Maybank Kim Eng Research 2015-07-27: Sheng Siong Group - Sweet Spot. Initiate with BUY.

Sweet Spot 

  • Initiate with BUY & SGD1.07 TP, at 26x FY16 P/E. Secular growth & re-rating potential. Beneficiary of maturing population. Store & margin expansion to underpin 9-13% EPS in FY15-17. 
  • Lowest-priced supermarket for the masses but widest margins. Defensive; earnings are resilient in downturn. 
  • SGD132m in cash (10% of market cap), yet FY16E ROE is 25%. 

Investment Thesis 

Initiate with BUY & SGD1.07 TP 

  • Founded in 1985 and listed in 2011, Sheng Siong has blossomed into Singapore’s third-largest grocery retailer by sales, from its original single outlet in Ang Mo Kio. It provides customers with “wet” and “dry” shopping options: fresh produce, processed and packaged food products, general merchandise and household products. 
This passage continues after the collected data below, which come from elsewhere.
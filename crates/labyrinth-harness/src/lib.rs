//! Deterministic simulation harness for Labyrinth protocol testing.
//!
//! [`MemoryServer`] implements the server collaborator in memory and
//! [`SimEnv`] makes every key, nonce and timestamp reproducible from a seed,
//! so whole multi-device scenarios run in a single test process.

#![forbid(unsafe_code)]
#![deny(missing_docs)]

pub mod memory_server;
pub mod sim_env;

pub use memory_server::{MemoryServer, MemoryServerConfig};
pub use sim_env::{SimEnv, SimInstant};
Leader in Low-end Mass Market 

  • Sheng Siong targets the low end of the mass market by offering the lowest prices for common household items. 
  • In our recent price survey, it emerged as the cheapest retailer. Its market share improved from 13.1% in 2012 to 14% in 2014, according to Euromonitor. 
  • Secular Growth Potential Contrary to widespread perception, we see secular growth for Sheng Siong from: 
    1. favourable demographics. Its two strongest customer groups – shoppers in their 40s/50s and foreign workers – are the fastest population growth segments; 
    2. main competitor, Giant, is struggling from competition and rising operating costs; and 
    3. market-share gains from traditional retailers. 

Comparable Margins to FairPrice, If Not Better 

  • Despite its lowest ASPs, Sheng Siong’s net margins beat FairPrice’s and Giant’s. 
  • Its gross margins expanded from 18.7% in 2008 to 24.2% in 2014, despite rising labour costs. 
  • Margins were helped by its new centralised warehouse in 2011, automation, improvements in its product mix and the rejuvenation of underperforming stores. 
  • All these boosted its FY14 PATMI by 22%. 
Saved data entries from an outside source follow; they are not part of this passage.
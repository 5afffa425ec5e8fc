//! Self-certifying key bundles for devices and the virtual device.
//!
//! Every bundle carries a device key plus sub-keys whose public halves are
//! signed by that device key under a dedicated use-case byte:
//!
//! ```text
//! device key ──sign(0x30)──► epoch storage key       "I can receive"
//!            └─sign(0x31)──► epoch storage auth key  "I may distribute"
//! ```
//!
//! Virtual devices only ever receive epoch entropy, so their bundle is the
//! common part alone. Physical devices embed the common part and add the
//! auth key used when they open a new epoch.

use labyrinth_crypto::{PrivateKey, PublicKey};
use serde::{Deserialize, Serialize};

use crate::{codec::BytesCodec, env::Environment, error::CodecError};

/// Use-case byte for the epoch storage key signature
pub const EPOCH_STORAGE_KEY_USE_CASE: u8 = 0x30;

/// Use-case byte for the epoch storage auth key signature
pub const EPOCH_STORAGE_AUTH_KEY_USE_CASE: u8 = 0x31;

/// Private keys shared by devices and the virtual device.
#[derive(Debug, Clone)]
pub struct CommonPrivateKeyBundle {
    /// Identity key, signs the sub-keys
    pub device_key: PrivateKey,
    /// Receives distributed epoch entropy
    pub epoch_storage_key: PrivateKey,
}

impl CommonPrivateKeyBundle {
    /// Generate fresh keys.
    pub fn generate(env: &impl Environment) -> Self {
        Self {
            device_key: PrivateKey::from_seed(&env.random_array()),
            epoch_storage_key: PrivateKey::from_seed(&env.random_array()),
        }
    }

    /// Derive the self-signed public bundle.
    pub fn public_bundle(&self) -> CommonPublicKeyBundle {
        let epoch_storage_key = self.epoch_storage_key.public_key();
        let epoch_storage_key_sig = self
            .device_key
            .sign(EPOCH_STORAGE_KEY_USE_CASE, &epoch_storage_key.to_x25519_bytes())
            .to_vec();

        CommonPublicKeyBundle {
            device_key: self.device_key.public_key(),
            epoch_storage_key,
            epoch_storage_key_sig,
        }
    }
}

/// Public keys shared by devices and the virtual device.
#[derive(Debug, Clone, PartialEq, Eq)]
pub struct CommonPublicKeyBundle {
    /// Identity key
    pub device_key: PublicKey,
    /// Encryption target for epoch entropy
    pub epoch_storage_key: PublicKey,
    /// `device_key` signature over the storage key's X25519 bytes
    pub epoch_storage_key_sig: Vec<u8>,
}

impl CommonPublicKeyBundle {
    /// Whether the storage key is signed by the device key.
    pub fn has_valid_epoch_storage_key(&self) -> bool {
        self.device_key.verify(
            &self.epoch_storage_key_sig,
            EPOCH_STORAGE_KEY_USE_CASE,
            &self.epoch_storage_key.to_x25519_bytes(),
        )
    }

    /// Wire form.
    pub fn serialize(&self, codec: &impl BytesCodec) -> CommonPublicKeyBundleSerialized {
        CommonPublicKeyBundleSerialized {
            device_key_pub: codec.encode(self.device_key.as_bytes()),
            epoch_storage_key_pub: codec.encode(self.epoch_storage_key.as_bytes()),
            epoch_storage_key_sig: codec.encode(&self.epoch_storage_key_sig),
        }
    }

    /// Parse the wire form. Signatures are not checked here.
    pub fn deserialize(
        serialized: &CommonPublicKeyBundleSerialized,
        codec: &impl BytesCodec,
    ) -> Result<Self, CodecError> {
        Ok(Self {
            device_key: codec.decode_public_key(&serialized.device_key_pub)?,
            epoch_storage_key: codec.decode_public_key(&serialized.epoch_storage_key_pub)?,
            epoch_storage_key_sig: codec.decode(&serialized.epoch_storage_key_sig)?,
        })
    }
}

/// Wire form of [`CommonPublicKeyBundle`].
#[derive(Debug, Clone, PartialEq, Eq, Serialize, Deserialize)]
#[serde(rename_all = "camelCase")]
pub struct CommonPublicKeyBundleSerialized {
    /// Encoded device key
    pub device_key_pub: String,
    /// Encoded epoch storage key
    pub epoch_storage_key_pub: String,
    /// Encoded signature
    pub epoch_storage_key_sig: String,
}

/// Private keys of a physical device.
#[derive(Debug, Clone)]
pub struct DevicePrivateKeyBundle {
    /// Keys shared with the virtual device layout
    pub common: CommonPrivateKeyBundle,
    /// Authenticates entropy this device distributes
    pub epoch_storage_auth_key: PrivateKey,
}

impl DevicePrivateKeyBundle {
    /// Generate fresh keys.
    pub fn generate(env: &impl Environment) -> Self {
        Self {
            common: CommonPrivateKeyBundle::generate(env),
            epoch_storage_auth_key: PrivateKey::from_seed(&env.random_array()),
        }
    }

    /// Derive the self-signed public bundle.
    pub fn public_bundle(&self) -> DevicePublicKeyBundle {
        let epoch_storage_auth_key = self.epoch_storage_auth_key.public_key();
        let epoch_storage_auth_key_sig = self
            .common
            .device_key
            .sign(EPOCH_STORAGE_AUTH_KEY_USE_CASE, &epoch_storage_auth_key.to_x25519_bytes())
            .to_vec();

        DevicePublicKeyBundle {
            common: self.common.public_bundle(),
            epoch_storage_auth_key,
            epoch_storage_auth_key_sig,
        }
    }

    /// Persisted form.
    pub fn serialize(&self, codec: &impl BytesCodec) -> DevicePrivateKeyBundleSerialized {
        DevicePrivateKeyBundleSerialized {
            device_key_priv: codec.encode_private_key(&self.common.device_key),
            epoch_storage_key_priv: codec.encode_private_key(&self.common.epoch_storage_key),
            epoch_storage_auth_key_priv: codec.encode_private_key(&self.epoch_storage_auth_key),
        }
    }

    /// Restore from the persisted form.
    pub fn deserialize(
        serialized: &DevicePrivateKeyBundleSerialized,
        codec: &impl BytesCodec,
    ) -> Result<Self, CodecError> {
        Ok(Self {
            common: CommonPrivateKeyBundle {
                device_key: codec.decode_private_key(&serialized.device_key_priv)?,
                epoch_storage_key: codec.decode_private_key(&serialized.epoch_storage_key_priv)?,
            },
            epoch_storage_auth_key: codec
                .decode_private_key(&serialized.epoch_storage_auth_key_priv)?,
        })
    }
}

/// Public keys of a physical device.
#[derive(Debug, Clone, PartialEq, Eq)]
pub struct DevicePublicKeyBundle {
    /// Keys shared with the virtual device layout
    pub common: CommonPublicKeyBundle,
    /// Sender key for distributed entropy
    pub epoch_storage_auth_key: PublicKey,
    /// `device_key` signature over the auth key's X25519 bytes
    pub epoch_storage_auth_key_sig: Vec<u8>,
}

impl DevicePublicKeyBundle {
    /// Whether the auth key is signed by the device key.
    pub fn has_valid_epoch_storage_auth_key(&self) -> bool {
        self.common.device_key.verify(
            &self.epoch_storage_auth_key_sig,
            EPOCH_STORAGE_AUTH_KEY_USE_CASE,
            &self.epoch_storage_auth_key.to_x25519_bytes(),
        )
    }

    /// Wire form.
    pub fn serialize(&self, codec: &impl BytesCodec) -> DevicePublicKeyBundleSerialized {
        DevicePublicKeyBundleSerialized {
            common: self.common.serialize(codec),
            epoch_storage_auth_key_pub: codec.encode(self.epoch_storage_auth_key.as_bytes()),
            epoch_storage_auth_key_sig: codec.encode(&self.epoch_storage_auth_key_sig),
        }
    }

    /// Parse the wire form. Signatures are not checked here.
    pub fn deserialize(
        serialized: &DevicePublicKeyBundleSerialized,
        codec: &impl BytesCodec,
    ) -> Result<Self, CodecError> {
        Ok(Self {
            common: CommonPublicKeyBundle::deserialize(&serialized.common, codec)?,
            epoch_storage_auth_key: codec.decode_public_key(&serialized.epoch_storage_auth_key_pub)?,
            epoch_storage_auth_key_sig: codec.decode(&serialized.epoch_storage_auth_key_sig)?,
        })
    }
}

/// Wire form of [`DevicePublicKeyBundle`]: the common fields plus the auth key.
#[derive(Debug, Clone, PartialEq, Eq, Serialize, Deserialize)]
#[serde(rename_all = "camelCase")]
pub struct DevicePublicKeyBundleSerialized {
    /// Common fields, flattened into the same object
    #[serde(flatten)]
    pub common: CommonPublicKeyBundleSerialized,
    /// Encoded auth key
    pub epoch_storage_auth_key_pub: String,
    /// Encoded signature
    pub epoch_storage_auth_key_sig: String,
}

/// Persisted form of [`DevicePrivateKeyBundle`].
#[derive(Clone, PartialEq, Eq, Serialize, Deserialize)]
#[serde(rename_all = "camelCase")]
pub struct DevicePrivateKeyBundleSerialized {
    /// Encoded device key
    pub device_key_priv: String,
    /// Encoded epoch storage key
    pub epoch_storage_key_priv: String,
    /// Encoded epoch storage auth key
    pub epoch_storage_auth_key_priv: String,
}

impl std::fmt::Debug for DevicePrivateKeyBundleSerialized {
    fn fmt(&self, f: &mut std::fmt::Formatter<'_>) -> std::fmt::Result {
        f.write_str("DevicePrivateKeyBundleSerialized(..)")
    }
}

/// A physical device's private and public keys.
#[derive(Debug, Clone)]
pub struct DeviceKeyBundle {
    /// Private keys
    pub private: DevicePrivateKeyBundle,
    /// Public keys derived from `private`
    pub public: DevicePublicKeyBundle,
}

impl DeviceKeyBundle {
    /// Generate a fresh bundle.
    pub fn generate(env: &impl Environment) -> Self {
        Self::from_private(DevicePrivateKeyBundle::generate(env))
    }

    /// Complete a bundle from its private keys.
    pub fn from_private(private: DevicePrivateKeyBundle) -> Self {
        let public = private.public_bundle();
        Self { private, public }
    }

    /// Persisted form.
    pub fn serialize(&self, codec: &impl BytesCodec) -> DeviceKeyBundleSerialized {
        DeviceKeyBundleSerialized {
            private: self.private.serialize(codec),
            public: self.public.serialize(codec),
        }
    }

    /// Restore from the persisted form.
    pub fn deserialize(
        serialized: &DeviceKeyBundleSerialized,
        codec: &impl BytesCodec,
    ) -> Result<Self, CodecError> {
        Ok(Self {
            private: DevicePrivateKeyBundle::deserialize(&serialized.private, codec)?,
            public: DevicePublicKeyBundle::deserialize(&serialized.public, codec)?,
        })
    }
}

/// Persisted form of [`DeviceKeyBundle`].
#[derive(Debug, Clone, PartialEq, Eq, Serialize, Deserialize)]
pub struct DeviceKeyBundleSerialized {
    /// Private half
    #[serde(rename = "priv")]
    pub private: DevicePrivateKeyBundleSerialized,
    /// Public half
    #[serde(rename = "pub")]
    pub public: DevicePublicKeyBundleSerialized,
}

/// The virtual device's private and public keys.
#[derive(Debug, Clone)]
pub struct VirtualDeviceKeyBundle {
    /// Private keys
    pub private: CommonPrivateKeyBundle,
    /// Public keys derived from `private`
    pub public: CommonPublicKeyBundle,
}

impl VirtualDeviceKeyBundle {
    /// Generate a fresh bundle.
    pub fn generate(env: &impl Environment) -> Self {
        Self::from_private(CommonPrivateKeyBundle::generate(env))
    }

    /// Complete a bundle from its private keys.
    pub fn from_private(private: CommonPrivateKeyBundle) -> Self {
        let public = private.public_bundle();
        Self { private, public }
    }
}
Expansion Will Dictate Near-Term Growth 

  • Sheng Siong’s outlet expansion is expected to underpin its near-term earnings growth. 
  • As a mass-market operator, its outlets are mostly found in HDB heartlands. It has already secured five locations since Dec 2014. This took its outlets to 38 in May 2015. 
  • Sheng Siong has identified 50 suitable spots for opening on the island. 

Room for DPS Surprises Sheng Siong has zero debt. 

  • Its 1Q15 cash and cash equivalents were SGD132m or 10% of its market cap. 
  • In FY15, Sheng Siong should pay a 3.40 SGD ct DPS, equivalent to a 90% payout for a yield of 3.8%. 
  • It is committed to paying out 90% of its FY15-16 profits. 

Further Re-Rating Potential 

  • We initiate coverage with a BUY. 
  • Despite its recent rally, we see further upside. 
  • We forecast EPS growth of 9-13% pa for FY15-17, mainly from network expansion and better margins. 
  • Our TP of SGD1.07 is based on 26x FY16 EPS, a 10% premium to regional peers
  • We believe Sheng Siong deserves this as it has a higher ROA of 16% and operating margins of 8.8%, vs 5.2% and 2.6% for peers.